## UIKit feedback generator cheat sheet

- Use case: All three UIFeedbackGenerator families and every style, with the prepare → fire pattern.
- Feel: Impacts = collisions. Selection = ticks. Notification = three-part outcome patterns.
- APIs: UIImpactFeedbackGenerator, UISelectionFeedbackGenerator, UINotificationFeedbackGenerator
- Minimum OS: iOS 10+ (intensity: iOS 13+)

### UIKit

```swift
import UIKit

// ---------------------------------------------------------------
// 1. IMPACT — a physical collision or snap
// Styles: .light  .medium  .heavy   (mass of the object)
//         .soft   .rigid            (stiffness of the object)
// ---------------------------------------------------------------
let impact = UIImpactFeedbackGenerator(style: .medium)
impact.prepare()                    // on touch-down / screen appear
impact.impactOccurred()             // full strength
impact.impactOccurred(intensity: 0.6) // scaled, 0.0–1.0 (iOS 13+)

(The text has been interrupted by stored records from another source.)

use axum::{
    extract::State,
    http::{header, StatusCode},
    response::IntoResponse,
    Json,
};
use chrono::{DateTime, Utc};
use serde::Serialize;
use std::sync::Arc;
use mirage_core::SanitizedConfig;

use crate::metrics::{collect_dynamic_metrics, encode_metrics};
use crate::state::AppState;

/// Error body shared by all API handlers.
#[derive(Debug, Serialize)]
pub struct ErrorResponse {
    pub error: String,
}

/// Simple message body.
#[derive(Debug, Serialize)]
pub struct MessageResponse {
    pub message: String,
}

pub type ApiError = (StatusCode, Json<ErrorResponse>);

pub fn api_error(status: StatusCode, error: impl Into<String>) -> ApiError {
    (
        status,
        Json(ErrorResponse {
            error: error.into(),
        }),
    )
}

pub fn message(message: impl Into<String>) -> Json<MessageResponse> {
    Json(MessageResponse {
        message: message.into(),
    })
}

#[derive(Serialize)]
pub struct HealthResponse {
    pub status: String,
    pub version: String,
    pub started_at: DateTime<Utc>,
    pub uptime_secs: i64,
}

pub async fn health(State(state): State<Arc<AppState>>) -> Json<HealthResponse> {
    let started_at = state.started_at();
    Json(HealthResponse {
        status: "ok".to_string(),
        version: env!("CARGO_PKG_VERSION").to_string(),
        started_at,
        uptime_secs: (Utc::now() - started_at).num_seconds(),
    })
}

pub async fn get_config(State(state): State<Arc<AppState>>) -> Json<SanitizedConfig> {
    Json(state.sanitized_config())
}

/// GET /metrics
///
/// Prometheus text exposition.
pub async fn metrics(State(state): State<Arc<AppState>>) -> impl IntoResponse {
    collect_dynamic_metrics(&state).await;
    (
        [(header::CONTENT_TYPE, "text/plain; version=0.0.4")],
        encode_metrics(),
    )
}
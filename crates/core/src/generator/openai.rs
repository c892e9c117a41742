//! OpenAI image generation client.

use std::time::Duration;

use async_trait::async_trait;
use base64::engine::general_purpose::STANDARD as BASE64;
use base64::Engine as _;
use reqwest::Client;
use serde::{Deserialize, Serialize};
use tracing::debug;

use super::{classify_response, GenerationError, ImageProvider, ProviderKind};

/// OpenAI client configuration.
#[derive(Debug, Clone, Serialize, Deserialize)]
pub struct OpenAiConfig {
    pub api_key: String,
    #[serde(default = "default_openai_model")]
    pub model: String,
    #[serde(default = "default_size")]
    pub size: String,
    /// Base URL (default: https://api.openai.com/v1).
    #[serde(default, skip_serializing_if = "Option::is_none")]
    pub base_url: Option<String>,
    #[serde(default = "default_timeout")]
    pub timeout_secs: u64,
}

fn default_openai_model() -> String {
    "gpt-image-1".to_string()
}

fn default_size() -> String {
    "1024x1024".to_string()
}

fn default_timeout() -> u64 {
    120
}

/// OpenAI `images/generations` client.
pub struct OpenAiClient {
    client: Client,
    base_url: String,
    model: String,
    size: String,
    api_key: String,
}

impl OpenAiClient {
    pub fn new(config: OpenAiConfig) -> Result<Self, GenerationError> {
        if config.api_key.is_empty() {
            return Err(GenerationError::NotConfigured(
                "OpenAI API key is required".to_string(),
            ));
        }

        let client = Client::builder()
            .timeout(Duration::from_secs(config.timeout_secs))
            .build()
            .map_err(|e| GenerationError::NotConfigured(e.to_string()))?;

        let base_url = config
            .base_url
            .unwrap_or_else(|| "https://api.openai.com/v1".to_string());

        Ok(Self {
            client,
            base_url: base_url.trim_end_matches('/').to_string(),
            model: config.model,
            size: config.size,
            api_key: config.api_key,
        })
    }

    /// Download an image the API handed back by URL.
    async fn download(&self, url: &str) -> Result<Vec<u8>, GenerationError> {
        let response = self.client.get(url).send().await?;
        let status = response.status();
        if !status.is_success() {
            return Err(GenerationError::Transient(format!(
                "image download returned HTTP {}",
                status.as_u16()
            )));
        }
        Ok(response.bytes().await?.to_vec())
    }
}

#[derive(Debug, Serialize)]
struct ImagesRequest<'a> {
    model: &'a str,
    prompt: &'a str,
    n: u32,
    size: &'a str,
}

#[derive(Debug, Deserialize)]
struct ImagesResponse {
    #[serde(default)]
    data: Vec<ImageDatum>,
}

#[derive(Debug, Deserialize)]
struct ImageDatum {
    b64_json: Option<String>,
    url: Option<String>,
}

/// Where the generated image lives in a response.
#[derive(Debug, PartialEq, Eq)]
enum ImagePayload {
    Inline(Vec<u8>),
    Url(String),
}

fn extract_payload(body: &str) -> Result<ImagePayload, GenerationError> {
    let response: ImagesResponse = serde_json::from_str(body)
        .map_err(|e| GenerationError::Malformed(format!("invalid OpenAI response: {}", e)))?;

    let datum = response
        .data
        .into_iter()
        .next()
        .ok_or_else(|| GenerationError::Malformed("no image in OpenAI response".to_string()))?;

    if let Some(b64) = datum.b64_json {
        let bytes = BASE64
            .decode(b64.as_bytes())
            .map_err(|e| GenerationError::Malformed(format!("invalid base64 image: {}", e)))?;
        return Ok(ImagePayload::Inline(bytes));
    }

    datum
        .url
        .map(ImagePayload::Url)
        .ok_or_else(|| GenerationError::Malformed("image entry has neither data nor url".to_string()))
}

#[async_trait]
impl ImageProvider for OpenAiClient {
    fn kind(&self) -> ProviderKind {
        ProviderKind::OpenAi
    }

    async fn generate(&self, prompt: &str) -> Result<Vec<u8>, GenerationError> {
        let url = format!("{}/images/generations", self.base_url);
        let request = ImagesRequest {
            model: &self.model,
            prompt,
            n: 1,
            size: &self.size,
        };

        debug!(model = %self.model, "OpenAI images/generations");

        let response = self
            .client
            .post(&url)
            .bearer_auth(&self.api_key)
            .json(&request)
            .send()
            .await?;

        let status = response.status();
        let body = response.text().await?;
        if !status.is_success() {
            return Err(classify_response(status.as_u16(), &body));
        }

        match extract_payload(&body)? {
            ImagePayload::Inline(bytes) => Ok(bytes),
            ImagePayload::Url(image_url) => self.download(&image_url).await,
        }
    }
}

// ---------------------------------------------------------------
// 2. SELECTION — ticks while the user moves through values
//    (picker rows, segmented controls, dial detents)
// ---------------------------------------------------------------
let selection = UISelectionFeedbackGenerator()
selection.prepare()
selection.selectionChanged()        // call once per value change

// ---------------------------------------------------------------
// 3. NOTIFICATION — the outcome of a task
// ---------------------------------------------------------------
let note = UINotificationFeedbackGenerator()
note.prepare()
note.notificationOccurred(.success) // two quick taps, rising
note.notificationOccurred(.warning) // two taps, falling
note.notificationOccurred(.error)   // three sharp buzzes

// iOS 17.5+: attach the generator to a view so the system can
// route feedback correctly on devices with multiple engines.
let attached = UIImpactFeedbackGenerator(style: .light, view: someView)
```

### Notes
- Rule of thumb: light/soft for small UI elements, medium for standard controls, heavy/rigid for significant or destructive events.
- Never fire notification haptics for passive events the user did not cause — reserve them for outcomes of user-initiated tasks.
- Fire the haptic at the exact moment the visual change happens; even 50 ms of drift feels broken.